Voy a iniciar el proyecto “Kamasutra-Bondi” con las quinientas posiciones que podés adoptar en el asiento del colectivo. ¿Nunca te pesó la cabeza a los 25 minutos de arrancar viaje y te faltaba una linda linda y mullida almohada a la altura de la cabeza, donde la posta era que no tenías un carajo donde apoyarla y te tuviste que cagar todo el viaje tambaleando el encéfalo practicando yoga en tu miserable espacio en el vehículo? ¿Nunca se te prendieron los pelitos de la cresta (aunque no tengas cresta, porque yo sé que sos pelado/a) en alguna sustancia pegajosa que había en la corredera de la ventanilla mientras te adormecías sobre la misma?
¿No crees que deberías elegirme como diputado por la provincia de Buenos Aires para que inicie un proyecto de ley que vuelva “semi-cama” a todas las líneas de colectivos de la Vía Láctea? Igual te cagué: soy ingeniero.
Hoy andan todos con el corazón roto, y ni llegó la primavera. Como se nota que estos días reflejan los restos masticados y tragados de un invierno puntiagudo en nuestro año tan públicamente proclamado “el último de la vida en la Tierra”. No solamente los idiotas nos quieren arruinar la vida, sino que, con sus improperios y sus imprudencias, nos quieren lastimar el corazón y la confianza. ¿Recuerdan a mi melli? Bue… es un claro ejemplo para el tema que desarrollo.
¿Quién no anduvo con el corazón roto, volumen a tope, rockeando y cantando baladas que ponen curitas de farmacia a nuestros desgastados sentimientos aún adolescentes? ¿Quién no agarró la batería de percusión en su casa y la reventó a golpes después de una jugada enfermiza de la vida, o quién no cortó una cuerda de la lira sin querer mientras le sangraban las yemas de la mano izquierda y las arterias del corazón? Ok, estoy repitiendo tanto “corazón” que ya parezco Maná con sus letras basadas en 5 o 6 palabras que se repiten toda la maldita canción. Nota: ¡sensacional banda!
Al parecer, los ángeles no están para cuidarnos (y sinceramente, me da cosita la idea de que un humanoide volador con plumas y semi en tarlipes me mire mientras hago la nona por la noche) y también tiene pinta de que nuestros antepasados están sumamente cálidos en su eterno letargo tan lejos de acá como para volver a nosotros y responder plegarias. ¿Cómo podemos hacernos compañía en compañía de la soledad o en la soledad de la mala compañía? ¿Cómo buscamos las preguntas a las respuestas que no entendemos, que nos hacen mal y que matan el paraíso que antes disfrutábamos cuando éramos nenes que iban felices y campantes al cole, sintiendo fragancias de flores que nunca más volvimos a sentir con el paso del tiempo? ¿Cómo detenemos el reloj?

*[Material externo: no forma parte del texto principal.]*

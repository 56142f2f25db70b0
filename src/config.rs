//! Generator configuration: raw settings in, validated immutable config out.
use std::path::{Path, PathBuf};

use indexmap::IndexMap;

use crate::arity::{self, ArityRequest, Filter, Selector};
use crate::error::{ConfigError, ConfigResult, is_c_ident};
use crate::family::Family;
use crate::lower::FamilyShape;
use crate::naming::{self, NamingTemplate};

// ————————————————————————————————————————————————————————————————————————————
// TYPES
// ————————————————————————————————————————————————————————————————————————————

/// Which families a document carries at all.
#[derive(Debug, Clone, Copy, PartialEq, Eq, Default)]
pub enum Layout {
    #[default]
    Full,
    /// The separator base family plus tuples.
    TuplesOnly,
    /// Tuples and nothing else.
    PureTuples,
}

/// Unvalidated inputs, as gathered by the CLI.
#[derive(Debug, Clone)]
pub struct GeneratorSettings {
    pub strict: bool,
    pub layout: Layout,
    pub no_wrappers: bool,
    pub force_wrappers: bool,
    pub include_zero_tuple: bool,
    pub arities: ArityRequest,
    pub tuple_naming: String,
    pub tuple_per_file: bool,
    pub cascade: bool,
    pub only: Vec<String>,
    pub exclude: Vec<String>,
    /// `selector=ALIAS`
    pub aliases: Vec<String>,
    /// `selector=DIR`
    pub destinations: Vec<String>,
}

impl Default for GeneratorSettings {
    fn default() -> Self {
        Self {
            strict: false,
            layout: Layout::Full,
            no_wrappers: false,
            force_wrappers: false,
            include_zero_tuple: false,
            arities: ArityRequest::default(),
            tuple_naming: naming::DEFAULT_TUPLE_NAMING.to_string(),
            tuple_per_file: false,
            cascade: false,
            only: Vec::new(),
            exclude: Vec::new(),
            aliases: Vec::new(),
            destinations: Vec::new(),
        }
    }
}

/// Resolved selection, cap, naming and cascade decisions. Read-only once built.
#[derive(Debug, Clone)]
pub struct GeneratorConfig {
    pub strict: bool,
    pub layout: Layout,
    pub wrappers: bool,
    /// Final tuple arities: resolved, bounded, filtered, ascending.
    pub tuple_arities: Vec<usize>,
    pub tuple_per_file: bool,
    pub cascade: bool,
    pub include_zero_tuple: bool,
    families: Filter<Family>,
    tuple_naming: NamingTemplate,
    aliases: IndexMap<Selector, String>,
    destinations: IndexMap<Selector, PathBuf>,
    /// Accepted but suspicious settings, for the caller to report.
    pub warnings: Vec<String>,
}

// ————————————————————————————————————————————————————————————————————————————
// BUILD
// ————————————————————————————————————————————————————————————————————————————

impl GeneratorConfig {
    pub fn build(settings: &GeneratorSettings) -> ConfigResult<Self> {
        let mut warnings = Vec::<String>::new();

        let (families, tuples) = arity::build_filters(&settings.only, &settings.exclude)?;
        let tuple_arities: Vec<usize> = if families.admits(&Family::Tuple) {
            arity::resolve_tuple_arities(&settings.arities)?
                .into_iter()
                .filter(|k| tuples.admits(k))
                .collect()
        } else {
            Vec::new()
        };

        // only checked when some tuple family will actually be named from it
        let tuple_naming = if tuple_arities.is_empty() {
            NamingTemplate::unused(&settings.tuple_naming)
        } else {
            NamingTemplate::new(&settings.tuple_naming, tuple_arities.len())?
        };

        let mut aliases = IndexMap::<Selector, String>::new();
        for raw in &settings.aliases {
            let (selector, alias) = split_pair("alias", raw)?;
            match selector {
                Selector::All | Selector::Family(Family::Tuple) | Selector::Family(Family::Wrappers) => {
                    return Err(ConfigError::NotAliasable(selector.to_string()));
                }
                _ => {}
            }
            if !is_c_ident(&alias) {
                return Err(ConfigError::NotIdentifier { what: "--alias value", value: alias });
            }
            if let Selector::Tuple(k) = selector {
                if !tuple_arities.contains(&k) {
                    warnings.push(format!("alias for tuple{k} has no effect: arity {k} is not generated"));
                } else if tuple_naming.aliased(k, &alias).is_none() {
                    warnings.push(format!(
                        "alias for tuple{k} has no effect: naming '{}' has no '_{k}_TUPLE_' fragment",
                        tuple_naming.as_str()
                    ));
                }
            }
            aliases.insert(selector, alias);
        }

        let mut destinations = IndexMap::<Selector, PathBuf>::new();
        for raw in &settings.destinations {
            let (selector, dir) = split_pair("destination", raw)?;
            if let Selector::Family(family) = selector {
                warnings.push(format!(
                    "destination for family '{family}' has no effect: families share one document"
                ));
            }
            destinations.insert(selector, PathBuf::from(dir));
        }

        if settings.cascade && !settings.tuple_per_file {
            warnings.push("--cascade has no effect without --tuple-per-file".to_string());
        }
        if settings.tuple_per_file && tuple_arities.is_empty() {
            warnings.push("--tuple-per-file with no tuple arities selected produces no files".to_string());
        }

        let wrappers = if settings.force_wrappers {
            true
        } else {
            !settings.no_wrappers && !settings.strict
        };

        Ok(Self {
            strict: settings.strict,
            layout: settings.layout,
            wrappers,
            tuple_arities,
            tuple_per_file: settings.tuple_per_file,
            cascade: settings.cascade && settings.tuple_per_file,
            include_zero_tuple: settings.include_zero_tuple,
            families,
            tuple_naming,
            aliases,
            destinations,
            warnings,
        })
    }
}

fn split_pair(what: &'static str, raw: &str) -> ConfigResult<(Selector, String)> {
    let (key, value) = raw
        .split_once('=')
        .ok_or_else(|| ConfigError::MalformedPair { what, value: raw.to_string() })?;
    let value = value.trim();
    if value.is_empty() {
        return Err(ConfigError::MalformedPair { what, value: raw.to_string() });
    }
    Ok((Selector::parse(key)?, value.to_string()))
}

// ————————————————————————————————————————————————————————————————————————————
// LOOKUPS
// ————————————————————————————————————————————————————————————————————————————

impl GeneratorConfig {
    /// Whether `family` appears in generated documents.
    pub fn includes(&self, family: Family) -> bool {
        if !self.families.admits(&family) {
            return false;
        }
        match (family, self.layout) {
            (Family::Tuple, _) => !self.tuple_arities.is_empty(),
            (_, Layout::PureTuples) => false,
            (Family::Separator, Layout::TuplesOnly) => true,
            (_, Layout::TuplesOnly) => false,
            (Family::Wrappers, Layout::Full) => self.wrappers,
            (_, Layout::Full) => true,
        }
    }

    /// `D_INTERNAL_<stem>_`, with the family alias in place of the stem.
    pub fn family_base(&self, family: Family) -> String {
        let stem = self
            .aliases
            .get(&Selector::Family(family))
            .map(String::as_str)
            .or(family.stem())
            .unwrap_or_default();
        format!("D_INTERNAL_{stem}_")
    }

    /// Naming template for one arity, alias applied when it matches.
    pub fn tuple_template(&self, arity: usize) -> String {
        self.aliases
            .get(&Selector::Tuple(arity))
            .and_then(|alias| self.tuple_naming.aliased(arity, alias))
            .unwrap_or_else(|| self.tuple_naming.as_str().to_string())
    }

    pub fn tuple_shape(&self, arity: usize) -> ConfigResult<FamilyShape> {
        FamilyShape::tuple(arity, self.tuple_template(arity), self.include_zero_tuple)
    }

    pub fn indexed_shape(&self, family: Family) -> FamilyShape {
        FamilyShape::indexed(family, self.family_base(family))
    }

    /// First destination override among `keys`.
    pub fn destination(&self, keys: &[Selector]) -> Option<&Path> {
        keys.iter()
            .find_map(|key| self.destinations.get(key))
            .map(PathBuf::as_path)
    }
}

// ------------------------------- Tests ------------------------------------ //

#[cfg(test)]
mod tests {
    use super::*;

    fn build(f: impl FnOnce(&mut GeneratorSettings)) -> ConfigResult<GeneratorConfig> {
        let mut settings = GeneratorSettings::default();
        f(&mut settings);
        GeneratorConfig::build(&settings)
    }

    #[test]
    fn defaults() {
        let config = build(|_| {}).unwrap();
        assert_eq!(config.tuple_arities, (4..=16).collect::<Vec<_>>());
        assert!(config.wrappers);
        assert!(config.includes(Family::Pair));
        assert!(config.includes(Family::Tuple));
        assert!(config.includes(Family::Wrappers));
        assert!(config.warnings.is_empty());
    }

    #[test]
    fn strict_disables_wrappers_unless_forced() {
        assert!(!build(|s| s.strict = true).unwrap().wrappers);
        let forced = build(|s| {
            s.strict = true;
            s.force_wrappers = true;
        })
        .unwrap();
        assert!(forced.wrappers);
        assert!(!build(|s| s.no_wrappers = true).unwrap().wrappers);
    }

    #[test]
    fn layouts() {
        let tuples_only = build(|s| s.layout = Layout::TuplesOnly).unwrap();
        assert!(tuples_only.includes(Family::Separator));
        assert!(!tuples_only.includes(Family::ForEach));
        assert!(!tuples_only.includes(Family::Wrappers));
        assert!(tuples_only.includes(Family::Tuple));

        let pure = build(|s| s.layout = Layout::PureTuples).unwrap();
        assert!(!pure.includes(Family::Separator));
        assert!(pure.includes(Family::Tuple));
    }

    #[test]
    fn filters_feed_arities() {
        let config = build(|s| {
            s.only = vec!["tuple".into(), "tuple2".into(), "tuple5".into()];
            s.arities.explicit = Some(vec![2, 3, 5]);
        })
        .unwrap();
        assert_eq!(config.tuple_arities, vec![2, 5]);
        assert!(!config.includes(Family::ForEach));

        let no_tuple_family = build(|s| s.exclude = vec!["tuples".into()]).unwrap();
        assert!(no_tuple_family.tuple_arities.is_empty());
        assert!(!no_tuple_family.includes(Family::Tuple));
        assert!(no_tuple_family.includes(Family::ForEach));
    }

    #[test]
    fn naming_checked_against_final_arities() {
        let err = build(|s| s.tuple_naming = "T_#".into()).unwrap_err();
        assert!(matches!(err, ConfigError::AmbiguousNaming { .. }));

        let single = build(|s| {
            s.tuple_naming = "T_#".into();
            s.arities.explicit = Some(vec![4]);
        });
        assert!(single.is_ok());

        let no_count = build(|s| s.tuple_naming = "T_%".into());
        assert!(matches!(no_count, Err(ConfigError::CountPlaceholder { .. })));

        let no_tuples = build(|s| {
            s.tuple_naming = "T_%".into();
            s.arities.no_tuples = true;
        });
        assert!(no_tuples.is_ok());

        let excluded = build(|s| {
            s.tuple_naming = "not an identifier".into();
            s.exclude = vec!["tuples".into()];
        });
        assert!(excluded.is_ok());
    }

    #[test]
    fn family_alias_renames_stem() {
        let config = build(|s| s.aliases = vec!["pair=MY_PAIR".into()]).unwrap();
        assert_eq!(config.family_base(Family::Pair), "D_INTERNAL_MY_PAIR_");
        assert_eq!(config.family_base(Family::Triple), "D_INTERNAL_FOR_EACH_TRIPLE_");
    }

    #[test]
    fn tuple_alias_and_warning() {
        let config = build(|s| {
            s.arities.explicit = Some(vec![2, 3]);
            s.aliases = vec!["tuple2=PAIRWISE".into()];
        })
        .unwrap();
        assert_eq!(config.tuple_template(2), "D_INTERNAL_FOR_EACH_PAIRWISE_SEPARATOR_#");
        assert_eq!(config.tuple_template(3), naming::DEFAULT_TUPLE_NAMING);
        assert!(config.warnings.is_empty());

        let custom = build(|s| {
            s.arities.explicit = Some(vec![2, 3]);
            s.tuple_naming = "G_%_#".into();
            s.aliases = vec!["tuple2=PAIRWISE".into()];
        })
        .unwrap();
        assert_eq!(custom.tuple_template(2), "G_%_#");
        assert_eq!(custom.warnings.len(), 1);
        assert!(custom.warnings[0].contains("_2_TUPLE_"));
    }

    #[test]
    fn alias_errors() {
        assert!(matches!(
            build(|s| s.aliases = vec!["pair".into()]),
            Err(ConfigError::MalformedPair { .. })
        ));
        assert!(matches!(
            build(|s| s.aliases = vec!["wrappers=W".into()]),
            Err(ConfigError::NotAliasable(_))
        ));
        assert!(matches!(
            build(|s| s.aliases = vec!["pair=MY PAIR".into()]),
            Err(ConfigError::NotIdentifier { .. })
        ));
        assert!(matches!(
            build(|s| s.aliases = vec!["tuple40=X".into()]),
            Err(ConfigError::ArityOutOfRange(40))
        ));
    }

    #[test]
    fn destinations_fall_back() {
        let config = build(|s| {
            s.destinations = vec!["tuple2=pairs".into(), "all=misc".into(), "pair=x".into()];
        })
        .unwrap();
        assert_eq!(
            config.destination(&[Selector::Tuple(2), Selector::All]),
            Some(Path::new("pairs"))
        );
        assert_eq!(
            config.destination(&[Selector::Tuple(3), Selector::All]),
            Some(Path::new("misc"))
        );
        assert_eq!(config.warnings.len(), 1);
    }

    #[test]
    fn cascade_needs_tuple_per_file() {
        let config = build(|s| s.cascade = true).unwrap();
        assert!(!config.cascade);
        assert_eq!(config.warnings.len(), 1);
    }
}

¿Cómo lo hacemos retroceder?
Mi melli y yo estamos esperando que ocurra ese milagro, aunque sabemos que nunca va a pasar. Y si pasa, la pregunta cambia por esta: ¿hasta dónde lo hacemos retroceder? Cuando uno se pone serio para encarar una relación tiene derecho a exigir dos cosas como mínimo, y una de ellas es recibir el bofetazo de "no estoy list@ para seguir con vos". La verdad es que es una sucia trampa regalarte un lindo sueño unos meses para después darle un martillazo al arco-iris que te hicieron parir, y sinceramente ni las incontables luchas del boxeo mundial pueden hacerlo endurecer a uno como lo hace una puñalada en la parte más íntima de la propia inocencia por culpa de un/a pelotud@ que no tuvo derecho ni a mirarnos desde el principio.
A no desesperar, a no desesperar. Les traigo noticias gratificantes: vengo a predicar la palabra de un sabio que dijo que de los oscuros anocheceres renacen amaneceres aun más brillantes que antes. Pero por el momento dejemos hacer a la enfermera su trabajo, porque, después de todo, estamos en sala de urgencias. Y para los que ya superaron eso, todavía siguen en rehabilitación (y desgraciadamente, de ahí no se sale en toda la vida: es como la secundaria, que nos marca para siempre).
Hagamos esto: alguien pone la música, alguien trae la bola de espejos, alguien las luces rítmicas, otro el bar y la barra, uno las bebidas y uno las hieleras, que alguien traiga las ganas, que dos se encarguen de mover a las masas y que el DJ bañe la concurrida reunión con un poco de mágicas notas eléctricas.
Micrófono en mano, me dirijo a todos diciendo: “¡Bienvenidos a la fiesta de la vida! ¡O bailas con ella o te pisan, te caes, te pasan por encima, y cuando te levantas, no solo te quedas sin pareja sino que se fueron todos y se terminó la diversión!”